En 2003, la galería Domingo Padrón, de Coral Gable, le ofreció a Jesse Ríos un homenaje por sus 40 años de vida artística. Los pintores Nelson Franco, Miguel Fernández, Ángel Moreno, Carlos Masis, Luis Miguel Rodríguez, Sergio Lastres, Jorge Luis Zamora y Regine, estaban allí para reconocerlo como uno de los más grandes artistas de su generación, la ciudad de Miami y el Condado Dade le dieron una placa de reconocimiento.
La última exposición personal de Jesse fue el pasado año, en Obini Gallery, organizada por su compañera Martha Fonseca. Se tituló Rostros y torsos, en celebración del aniversario 60 del artista. Conjugaba un hiperrealismo tardío con torsos mutilados. Realmente fue una recopilación de algunos de sus lienzos. Jesse venía sintiéndose mal. Había dejado de pintar. Pero cabezón (como siempre), creía que resolvería su salud con una cerveza y otra. Fue al médico ya para morirse de un cáncer del esófago.

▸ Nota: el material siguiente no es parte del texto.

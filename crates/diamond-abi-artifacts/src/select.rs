//! Module selection and the fallback owner pattern.
//!
//! All patterns are regexes searched (not anchored) against a module's
//! fully qualified name.

use crate::error::ArtifactError;
use diamond_abi_kernel::ModuleDescriptor;
use regex::Regex;
use tracing::debug;

fn compile(pattern: &str) -> Result<Regex, ArtifactError> {
    Regex::new(pattern).map_err(|source| ArtifactError::InvalidPattern {
        pattern: pattern.to_string(),
        source,
    })
}

fn compile_all(patterns: &[String]) -> Result<Vec<Regex>, ArtifactError> {
    patterns.iter().map(|p| compile(p)).collect()
}

/// Include/exclude filter over fully qualified names.
#[derive(Debug, Clone, Default)]
pub struct ModuleSelector {
    include: Vec<Regex>,
    exclude: Vec<Regex>,
}

impl ModuleSelector {
    pub fn new(include: &[String], exclude: &[String]) -> Result<Self, ArtifactError> {
        Ok(Self {
            include: compile_all(include)?,
            exclude: compile_all(exclude)?,
        })
    }

    pub fn selects(&self, fully_qualified_name: &str) -> bool {
        let included = self.include.is_empty()
            || self.include.iter().any(|re| re.is_match(fully_qualified_name));
        included && !self.exclude.iter().any(|re| re.is_match(fully_qualified_name))
    }

    /// Split `modules` into (selected, skipped names), keeping order.
    pub fn partition(&self, modules: Vec<ModuleDescriptor>) -> (Vec<ModuleDescriptor>, Vec<String>) {
        let mut selected = Vec::with_capacity(modules.len());
        let mut skipped = Vec::new();
        for module in modules {
            if self.selects(&module.fully_qualified_name) {
                selected.push(module);
            } else {
                debug!(module = %module.fully_qualified_name, "module not selected");
                skipped.push(module.fully_qualified_name);
            }
        }
        (selected, skipped)
    }
}

/// Which module may contribute the diamond's `fallback`.
///
/// Without a pattern no module qualifies.
#[derive(Debug, Clone, Default)]
pub struct FallbackOwner {
    pattern: Option<Regex>,
}

impl FallbackOwner {
    pub fn new(pattern: Option<&str>) -> Result<Self, ArtifactError> {
        Ok(Self {
            pattern: pattern.map(compile).transpose()?,
        })
    }

    pub fn allows(&self, fully_qualified_name: &str) -> bool {
        self.pattern
            .as_ref()
            .is_some_and(|re| re.is_match(fully_qualified_name))
    }
}

#[cfg(test)]
mod tests {
    use super::*;
    use crate::config::DEFAULT_EXCLUDE;

    fn strings(items: &[&str]) -> Vec<String> {
        items.iter().map(|s| s.to_string()).collect()
    }

    #[test]
    fn empty_selector_selects_everything() {
        let selector = ModuleSelector::default();
        assert!(selector.selects("contracts/A.sol:A"));
    }

    #[test]
    fn include_and_exclude() {
        let selector = ModuleSelector::new(
            &strings(&["^contracts/"]),
            &strings(&["hardhat-diamond-abi/.*", "Mock"]),
        )
        .expect("patterns should compile");

        assert!(selector.selects("contracts/facets/A.sol:AFacet"));
        assert!(!selector.selects("lib/B.sol:B"));
        assert!(!selector.selects("contracts/test/MockToken.sol:MockToken"));
        assert!(!selector.selects("contracts/hardhat-diamond-abi/X.sol:X"));
    }

    #[test]
    fn default_exclude_skips_generated_diamond() {
        let selector =
            ModuleSelector::new(&[], &strings(&[DEFAULT_EXCLUDE])).expect("default compiles");
        assert!(!selector.selects(".diamond:Diamond"));
        assert!(selector.selects("contracts/Diamond.sol:Diamond"));
    }

    #[test]
    fn partition_keeps_order() {
        let selector = ModuleSelector::new(&[], &strings(&["B"])).expect("compiles");
        let modules = vec![
            ModuleDescriptor::new("A.sol:A", Vec::new()),
            ModuleDescriptor::new("B.sol:B", Vec::new()),
            ModuleDescriptor::new("C.sol:C", Vec::new()),
        ];
        let (selected, skipped) = selector.partition(modules);
        let names: Vec<&str> = selected
            .iter()
            .map(|m| m.fully_qualified_name.as_str())
            .collect();
        assert_eq!(names, vec!["A.sol:A", "C.sol:C"]);
        assert_eq!(skipped, vec!["B.sol:B"]);
    }

    #[test]
    fn fallback_owner_matches_unanchored() {
        let owner = FallbackOwner::new(Some(r"Halo2Diamond\.sol")).expect("compiles");
        assert!(owner.allows("contracts/Halo2Diamond.sol:HALO2Diamond"));
        assert!(!owner.allows("contracts/Halo2DiamondXsol:Other"));

        assert!(!FallbackOwner::default().allows("contracts/Halo2Diamond.sol:HALO2Diamond"));
    }

    #[test]
    fn bad_pattern_is_reported() {
        let err = FallbackOwner::new(Some("(")).expect_err("unbalanced paren");
        assert!(matches!(err, ArtifactError::InvalidPattern { .. }));
    }
}
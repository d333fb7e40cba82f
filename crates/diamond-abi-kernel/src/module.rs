//! Module descriptors: one compiled module's interface.

use crate::error::KernelError;
use crate::fragment::Fragment;
use serde::Serialize;
use serde_json::Value;

/// A compiled module and its ordered ABI fragments.
#[derive(Debug, Clone, PartialEq, Serialize)]
#[serde(rename_all = "camelCase")]
pub struct ModuleDescriptor {
    /// `<source path>:<module name>`, e.g. `contracts/facets/OwnershipFacet.sol:OwnershipFacet`.
    pub fully_qualified_name: String,
    pub fragments: Vec<Fragment>,
}

impl ModuleDescriptor {
    pub fn new(fully_qualified_name: impl Into<String>, fragments: Vec<Fragment>) -> Self {
        Self {
            fully_qualified_name: fully_qualified_name.into(),
            fragments,
        }
    }

    /// Build a descriptor from a JSON ABI array.
    ///
    /// Any malformed element rejects the whole module.
    pub fn from_abi(fully_qualified_name: impl Into<String>, abi: &Value) -> Result<Self, KernelError> {
        let fully_qualified_name = fully_qualified_name.into();
        let Some(items) = abi.as_array() else {
            return Err(KernelError::InvalidAbi {
                module: fully_qualified_name,
                reason: "abi is not a JSON array".to_string(),
            });
        };

        let mut fragments = Vec::with_capacity(items.len());
        for (index, item) in items.iter().enumerate() {
            let fragment = Fragment::from_value(item).map_err(|source| {
                KernelError::InvalidFragment {
                    module: fully_qualified_name.clone(),
                    index,
                    source,
                }
            })?;
            fragments.push(fragment);
        }

        Ok(Self {
            fully_qualified_name,
            fragments,
        })
    }
}

#[cfg(test)]
mod tests {
    use super::*;
    use crate::error::FragmentError;
    use serde_json::json;

    #[test]
    fn from_abi_preserves_declaration_order() {
        let module = ModuleDescriptor::from_abi(
            "A.sol:A",
            &json!([
                {"type": "function", "name": "b", "inputs": []},
                {"type": "event", "name": "A", "inputs": []},
                {"type": "constructor", "inputs": []}
            ]),
        )
        .expect("abi should parse");
        let kinds: Vec<&str> = module.fragments.iter().map(Fragment::kind_str).collect();
        assert_eq!(kinds, vec!["function", "event", "constructor"]);
    }

    #[test]
    fn from_abi_reports_module_and_index() {
        let err = ModuleDescriptor::from_abi(
            "A.sol:A",
            &json!([
                {"type": "function", "name": "ok", "inputs": []},
                {"type": "function", "inputs": []}
            ]),
        )
        .expect_err("second element is malformed");
        assert_eq!(
            err,
            KernelError::InvalidFragment {
                module: "A.sol:A".into(),
                index: 1,
                source: FragmentError::MissingName {
                    kind: "function".into()
                },
            }
        );
    }

    #[test]
    fn from_abi_rejects_non_array() {
        let err = ModuleDescriptor::from_abi("A.sol:A", &json!({"abi": []}))
            .expect_err("object is not an abi");
        assert!(matches!(err, KernelError::InvalidAbi { .. }));
    }
}
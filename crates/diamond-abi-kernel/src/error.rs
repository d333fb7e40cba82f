//! Error types for kernel operations.

/// Why a single ABI element could not be read as a [`crate::Fragment`].
#[derive(Debug, Clone, PartialEq, Eq, thiserror::Error)]
pub enum FragmentError {
    /// The element is not a JSON object.
    #[error("fragment is not a JSON object")]
    NotAnObject,

    /// The `type` discriminator is missing or not a string.
    #[error("fragment has no string `type` field")]
    MissingType,

    /// A named kind (`function`, `event`, `error`) carries no usable name.
    #[error("{kind} fragment has no non-empty `name`")]
    MissingName { kind: String },

    /// `inputs` exists but is not an array.
    #[error("{kind} fragment has non-array `inputs`")]
    InputsNotArray { kind: String },

    /// A parameter could not be read.
    #[error("parameter {position}: {reason}")]
    InvalidParam { position: usize, reason: String },
}

/// Errors surfaced by module parsing and aggregation.
#[derive(Debug, Clone, PartialEq, Eq, thiserror::Error)]
pub enum KernelError {
    /// A module's ABI is not a JSON array.
    #[error("invalid abi for {module}: {reason}")]
    InvalidAbi { module: String, reason: String },

    /// A fragment violates the compiler output contract.
    ///
    /// Fatal for the whole aggregation: a malformed element could corrupt
    /// the signature key space.
    #[error("invalid fragment {index} in {module}: {source}")]
    InvalidFragment {
        module: String,
        index: usize,
        #[source]
        source: FragmentError,
    },

    /// Strict mode only: the same callable signature is exposed twice.
    #[error("duplicate signature `{key}` in {duplicate_owner} (first declared by {first_owner})")]
    DuplicateSignature {
        key: String,
        first_owner: String,
        duplicate_owner: String,
    },
}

El sábado 25 de julio de 2009, a las nueve de la mañana, falleció mi amigo Jesse. Las galerías que tienen obras suyas, las atesoran y esperan. La prensa de Miami ha publicado poco sobre su muerte. La de La Habana, ni siquiera la ha reflejado. No es de extrañar. En Miami nunca pintó palmeras, bohíos, ni medios puntos, toda esa decorativa industria que comercializa la nostalgia. Y para La Habana, el artista había nacido en Florida, aunque llevara la marca de la bestia.